┌─ Dataset records

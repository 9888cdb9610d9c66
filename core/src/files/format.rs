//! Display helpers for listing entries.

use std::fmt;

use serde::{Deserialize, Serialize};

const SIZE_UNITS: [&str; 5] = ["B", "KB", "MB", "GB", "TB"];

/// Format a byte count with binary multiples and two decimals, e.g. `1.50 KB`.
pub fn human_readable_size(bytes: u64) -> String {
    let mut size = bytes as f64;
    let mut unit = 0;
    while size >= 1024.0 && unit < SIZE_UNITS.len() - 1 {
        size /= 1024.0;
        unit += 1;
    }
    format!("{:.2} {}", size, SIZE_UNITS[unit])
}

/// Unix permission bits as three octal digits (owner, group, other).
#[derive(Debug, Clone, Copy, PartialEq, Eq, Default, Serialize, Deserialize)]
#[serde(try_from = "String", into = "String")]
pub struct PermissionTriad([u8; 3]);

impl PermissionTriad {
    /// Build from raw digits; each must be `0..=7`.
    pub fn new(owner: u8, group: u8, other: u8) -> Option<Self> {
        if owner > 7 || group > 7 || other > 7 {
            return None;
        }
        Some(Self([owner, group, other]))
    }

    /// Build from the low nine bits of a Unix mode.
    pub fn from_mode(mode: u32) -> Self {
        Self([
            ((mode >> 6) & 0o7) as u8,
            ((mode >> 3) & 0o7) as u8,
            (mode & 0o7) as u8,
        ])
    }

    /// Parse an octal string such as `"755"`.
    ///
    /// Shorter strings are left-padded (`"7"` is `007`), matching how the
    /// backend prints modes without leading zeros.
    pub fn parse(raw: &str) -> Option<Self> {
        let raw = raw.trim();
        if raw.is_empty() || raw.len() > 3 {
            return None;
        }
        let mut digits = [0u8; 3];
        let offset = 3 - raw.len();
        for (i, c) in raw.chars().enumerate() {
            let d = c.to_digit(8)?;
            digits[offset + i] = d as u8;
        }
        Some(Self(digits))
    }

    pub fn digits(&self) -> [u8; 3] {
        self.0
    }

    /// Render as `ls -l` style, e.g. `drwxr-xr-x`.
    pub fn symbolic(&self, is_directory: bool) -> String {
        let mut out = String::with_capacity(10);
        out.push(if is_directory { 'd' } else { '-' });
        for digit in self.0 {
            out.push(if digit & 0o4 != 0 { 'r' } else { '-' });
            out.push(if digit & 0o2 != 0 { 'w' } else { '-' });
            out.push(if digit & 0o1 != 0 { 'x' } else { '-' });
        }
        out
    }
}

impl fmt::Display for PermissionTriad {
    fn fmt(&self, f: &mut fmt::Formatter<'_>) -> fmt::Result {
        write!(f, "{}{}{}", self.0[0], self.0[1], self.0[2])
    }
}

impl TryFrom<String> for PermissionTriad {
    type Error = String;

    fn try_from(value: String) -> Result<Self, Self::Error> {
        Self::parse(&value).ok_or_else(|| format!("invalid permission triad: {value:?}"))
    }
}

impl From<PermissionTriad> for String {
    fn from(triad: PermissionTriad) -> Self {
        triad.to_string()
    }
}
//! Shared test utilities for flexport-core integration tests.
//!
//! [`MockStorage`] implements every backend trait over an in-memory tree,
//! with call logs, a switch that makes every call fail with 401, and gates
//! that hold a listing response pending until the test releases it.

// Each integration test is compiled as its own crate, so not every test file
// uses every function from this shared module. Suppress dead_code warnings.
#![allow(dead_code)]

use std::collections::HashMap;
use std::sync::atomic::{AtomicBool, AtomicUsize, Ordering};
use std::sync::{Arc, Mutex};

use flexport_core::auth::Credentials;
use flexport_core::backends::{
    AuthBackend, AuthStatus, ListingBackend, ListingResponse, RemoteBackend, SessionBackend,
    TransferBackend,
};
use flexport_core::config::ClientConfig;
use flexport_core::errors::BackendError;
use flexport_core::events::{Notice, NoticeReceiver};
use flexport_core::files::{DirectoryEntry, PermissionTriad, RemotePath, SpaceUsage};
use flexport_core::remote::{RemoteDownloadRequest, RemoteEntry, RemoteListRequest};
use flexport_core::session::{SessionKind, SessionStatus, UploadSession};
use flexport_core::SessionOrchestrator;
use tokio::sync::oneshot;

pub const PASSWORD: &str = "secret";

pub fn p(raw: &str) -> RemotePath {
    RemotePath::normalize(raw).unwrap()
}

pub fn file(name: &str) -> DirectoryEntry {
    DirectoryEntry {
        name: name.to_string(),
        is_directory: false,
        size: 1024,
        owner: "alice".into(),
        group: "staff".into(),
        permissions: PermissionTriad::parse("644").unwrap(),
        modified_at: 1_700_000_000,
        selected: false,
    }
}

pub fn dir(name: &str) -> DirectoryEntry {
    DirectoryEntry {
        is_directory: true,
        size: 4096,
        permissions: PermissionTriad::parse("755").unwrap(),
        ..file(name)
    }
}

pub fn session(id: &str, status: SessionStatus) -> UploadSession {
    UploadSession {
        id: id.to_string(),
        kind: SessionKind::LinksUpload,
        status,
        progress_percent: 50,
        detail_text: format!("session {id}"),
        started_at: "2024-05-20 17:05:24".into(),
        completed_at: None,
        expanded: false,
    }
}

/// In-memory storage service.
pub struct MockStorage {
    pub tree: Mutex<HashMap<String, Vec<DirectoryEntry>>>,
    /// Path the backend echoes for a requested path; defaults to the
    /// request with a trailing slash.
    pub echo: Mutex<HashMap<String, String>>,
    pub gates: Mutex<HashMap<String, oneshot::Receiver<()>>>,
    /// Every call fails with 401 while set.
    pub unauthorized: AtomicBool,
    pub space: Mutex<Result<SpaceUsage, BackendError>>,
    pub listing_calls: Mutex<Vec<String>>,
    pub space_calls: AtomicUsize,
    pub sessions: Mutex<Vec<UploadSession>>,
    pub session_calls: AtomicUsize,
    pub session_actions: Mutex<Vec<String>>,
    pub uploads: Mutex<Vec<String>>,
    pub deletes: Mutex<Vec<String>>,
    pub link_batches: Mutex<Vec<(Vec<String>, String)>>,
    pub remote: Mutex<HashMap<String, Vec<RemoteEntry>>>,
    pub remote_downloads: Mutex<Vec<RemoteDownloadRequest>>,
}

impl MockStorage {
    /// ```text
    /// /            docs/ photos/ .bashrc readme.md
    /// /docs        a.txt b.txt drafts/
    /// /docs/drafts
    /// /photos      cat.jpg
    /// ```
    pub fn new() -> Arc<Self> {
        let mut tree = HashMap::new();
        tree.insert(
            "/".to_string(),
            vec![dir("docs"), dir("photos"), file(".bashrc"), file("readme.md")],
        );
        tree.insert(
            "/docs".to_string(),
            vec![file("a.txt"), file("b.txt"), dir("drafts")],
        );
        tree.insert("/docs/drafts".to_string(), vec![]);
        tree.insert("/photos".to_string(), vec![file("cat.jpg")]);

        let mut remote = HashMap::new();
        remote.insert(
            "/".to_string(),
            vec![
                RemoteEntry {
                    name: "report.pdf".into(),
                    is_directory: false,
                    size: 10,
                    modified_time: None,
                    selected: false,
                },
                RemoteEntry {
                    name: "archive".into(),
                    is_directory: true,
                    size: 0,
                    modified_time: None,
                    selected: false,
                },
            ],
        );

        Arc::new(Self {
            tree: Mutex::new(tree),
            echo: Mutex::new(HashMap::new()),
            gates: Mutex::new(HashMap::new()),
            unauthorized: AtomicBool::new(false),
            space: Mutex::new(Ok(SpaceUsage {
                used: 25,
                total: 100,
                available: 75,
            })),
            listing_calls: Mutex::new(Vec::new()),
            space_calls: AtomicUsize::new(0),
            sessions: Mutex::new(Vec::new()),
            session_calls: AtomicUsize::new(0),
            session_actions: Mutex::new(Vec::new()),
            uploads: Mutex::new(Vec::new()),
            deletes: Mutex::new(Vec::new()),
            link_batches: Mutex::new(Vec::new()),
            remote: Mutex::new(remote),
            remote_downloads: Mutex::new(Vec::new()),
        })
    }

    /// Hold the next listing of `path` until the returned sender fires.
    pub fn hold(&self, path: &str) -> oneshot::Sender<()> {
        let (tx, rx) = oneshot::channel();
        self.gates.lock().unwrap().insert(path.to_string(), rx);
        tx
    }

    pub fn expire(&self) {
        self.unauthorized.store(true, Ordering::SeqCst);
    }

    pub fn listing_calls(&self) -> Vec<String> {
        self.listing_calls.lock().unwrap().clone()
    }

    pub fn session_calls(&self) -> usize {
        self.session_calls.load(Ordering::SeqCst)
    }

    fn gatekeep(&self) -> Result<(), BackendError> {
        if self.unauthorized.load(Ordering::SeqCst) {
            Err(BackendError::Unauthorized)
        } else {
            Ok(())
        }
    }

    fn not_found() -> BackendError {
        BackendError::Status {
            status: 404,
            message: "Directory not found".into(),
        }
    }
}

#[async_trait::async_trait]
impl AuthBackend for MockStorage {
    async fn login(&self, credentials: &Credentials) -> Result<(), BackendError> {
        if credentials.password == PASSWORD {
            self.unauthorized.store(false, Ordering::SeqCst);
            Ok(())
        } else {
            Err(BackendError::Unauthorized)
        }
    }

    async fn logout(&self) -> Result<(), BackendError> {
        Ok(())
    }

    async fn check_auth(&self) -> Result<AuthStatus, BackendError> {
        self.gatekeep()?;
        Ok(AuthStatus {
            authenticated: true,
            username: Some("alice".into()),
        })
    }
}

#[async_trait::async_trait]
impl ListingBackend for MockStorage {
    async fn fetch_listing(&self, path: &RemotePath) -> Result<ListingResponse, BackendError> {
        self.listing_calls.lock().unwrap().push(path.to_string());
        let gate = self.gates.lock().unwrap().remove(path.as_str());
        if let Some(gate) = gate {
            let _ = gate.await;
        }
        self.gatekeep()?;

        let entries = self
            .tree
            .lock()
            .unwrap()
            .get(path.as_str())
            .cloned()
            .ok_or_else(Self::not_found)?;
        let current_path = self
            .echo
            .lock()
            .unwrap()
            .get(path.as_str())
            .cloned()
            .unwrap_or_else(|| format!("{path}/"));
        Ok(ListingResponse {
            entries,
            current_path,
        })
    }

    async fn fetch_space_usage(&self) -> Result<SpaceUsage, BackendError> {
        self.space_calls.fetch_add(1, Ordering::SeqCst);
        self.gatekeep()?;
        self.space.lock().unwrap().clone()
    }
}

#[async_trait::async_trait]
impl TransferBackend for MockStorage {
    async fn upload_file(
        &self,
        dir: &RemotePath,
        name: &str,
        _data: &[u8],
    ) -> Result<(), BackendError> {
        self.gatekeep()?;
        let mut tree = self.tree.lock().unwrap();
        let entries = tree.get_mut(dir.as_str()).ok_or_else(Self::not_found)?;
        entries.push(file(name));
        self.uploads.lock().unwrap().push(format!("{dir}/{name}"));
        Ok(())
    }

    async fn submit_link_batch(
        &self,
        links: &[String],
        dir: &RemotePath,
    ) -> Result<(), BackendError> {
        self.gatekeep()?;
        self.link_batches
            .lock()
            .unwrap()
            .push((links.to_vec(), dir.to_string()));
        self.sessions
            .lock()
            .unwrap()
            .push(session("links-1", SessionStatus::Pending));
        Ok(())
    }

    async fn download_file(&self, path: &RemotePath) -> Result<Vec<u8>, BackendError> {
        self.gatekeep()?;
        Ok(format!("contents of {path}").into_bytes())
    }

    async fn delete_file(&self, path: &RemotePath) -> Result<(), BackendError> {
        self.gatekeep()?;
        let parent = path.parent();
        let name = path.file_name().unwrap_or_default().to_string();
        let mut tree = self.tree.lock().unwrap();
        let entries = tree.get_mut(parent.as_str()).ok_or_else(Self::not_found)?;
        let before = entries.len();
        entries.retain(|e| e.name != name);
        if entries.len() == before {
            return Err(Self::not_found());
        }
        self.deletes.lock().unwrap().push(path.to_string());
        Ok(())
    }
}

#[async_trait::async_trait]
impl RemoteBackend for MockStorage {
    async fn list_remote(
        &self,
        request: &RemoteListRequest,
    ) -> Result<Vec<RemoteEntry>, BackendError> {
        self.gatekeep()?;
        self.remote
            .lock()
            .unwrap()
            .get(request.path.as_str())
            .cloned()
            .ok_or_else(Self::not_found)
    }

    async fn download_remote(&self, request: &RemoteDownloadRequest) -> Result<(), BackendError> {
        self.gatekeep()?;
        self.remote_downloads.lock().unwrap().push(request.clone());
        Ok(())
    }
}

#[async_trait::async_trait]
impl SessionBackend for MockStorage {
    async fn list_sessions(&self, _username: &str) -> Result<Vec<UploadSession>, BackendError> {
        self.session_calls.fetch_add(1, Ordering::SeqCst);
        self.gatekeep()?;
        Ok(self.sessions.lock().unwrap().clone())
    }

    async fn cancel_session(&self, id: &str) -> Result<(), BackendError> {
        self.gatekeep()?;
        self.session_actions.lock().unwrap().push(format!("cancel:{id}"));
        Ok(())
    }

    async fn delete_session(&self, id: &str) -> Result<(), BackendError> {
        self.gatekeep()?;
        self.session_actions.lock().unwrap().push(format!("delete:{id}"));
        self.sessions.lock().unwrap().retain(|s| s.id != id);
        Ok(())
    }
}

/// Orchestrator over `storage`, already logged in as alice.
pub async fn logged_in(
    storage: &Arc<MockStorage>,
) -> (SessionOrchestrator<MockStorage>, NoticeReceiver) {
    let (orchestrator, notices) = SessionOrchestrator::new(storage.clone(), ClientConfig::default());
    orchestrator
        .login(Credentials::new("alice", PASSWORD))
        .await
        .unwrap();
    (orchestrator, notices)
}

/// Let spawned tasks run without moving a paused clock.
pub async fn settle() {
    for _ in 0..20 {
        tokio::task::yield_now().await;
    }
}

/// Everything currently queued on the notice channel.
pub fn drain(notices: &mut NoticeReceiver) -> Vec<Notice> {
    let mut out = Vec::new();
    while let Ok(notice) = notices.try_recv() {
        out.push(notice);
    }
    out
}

└─

● **Assignment**: Your answer must be the lines from the first line of the entries above through the line that contains "Format a byte", written out exactly.

● **Response to the task**:
repository 9888cdb9610d9c66
filename core/src/files/format.rs
//! Display helpers for listing entries.

use std::fmt;

use serde::{Deserialize, Serialize};

const SIZE_UNITS: [&str; 5] = ["B", "KB", "MB", "GB", "TB"];

/// Format a byte count with binary multiples and two decimals, e.g. `1.50 KB`.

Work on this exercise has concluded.